::: Records provided

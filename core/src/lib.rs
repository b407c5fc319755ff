//
// Copyright (c) 2023 SUSE Software Solutions Germany GmbH
//
// This file is part of flake-pilot
//
// Permission is hereby granted, free of charge, to any person obtaining a copy
// of this software and associated documentation files (the "Software"), to deal
// in the Software without restriction, including without limitation the rights
// to use, copy, modify, merge, publish, distribute, sublicense, and/or sell
// copies of the Software, and to permit persons to whom the Software is
// furnished to do so, subject to the following conditions:
//
// The above copyright notice and this permission notice shall be included in
// all copies or substantial portions of the Software.
//
// THE SOFTWARE IS PROVIDED "AS IS", WITHOUT WARRANTY OF ANY KIND, EXPRESS OR
// IMPLIED, INCLUDING BUT NOT LIMITED TO THE WARRANTIES OF MERCHANTABILITY,
// FITNESS FOR A PARTICULAR PURPOSE AND NONINFRINGEMENT. IN NO EVENT SHALL THE
// AUTHORS OR COPYRIGHT HOLDERS BE LIABLE FOR ANY CLAIM, DAMAGES OR OTHER
// LIABILITY, WHETHER IN AN ACTION OF CONTRACT, TORT OR OTHERWISE, ARISING FROM,
// OUT OF OR IN CONNECTION WITH THE SOFTWARE OR THE USE OR OTHER DEALINGS IN THE
// SOFTWARE.
//
#[macro_use]
extern crate log;

pub mod command;
pub mod config;
pub mod engine;
pub mod error;
pub mod items;
pub mod lookup;
pub mod model;
pub mod nat;
pub mod orchestrator;
pub mod output;
pub mod registry;
pub mod resolver;
pub mod stack;
pub mod templater;
pub mod user;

::::::

*Work task:* Show every line above in which the word "copies" occurs.

*Your response:*
// copies of the Software, and to permit persons to whom the Software is
// all copies or substantial portions of the Software.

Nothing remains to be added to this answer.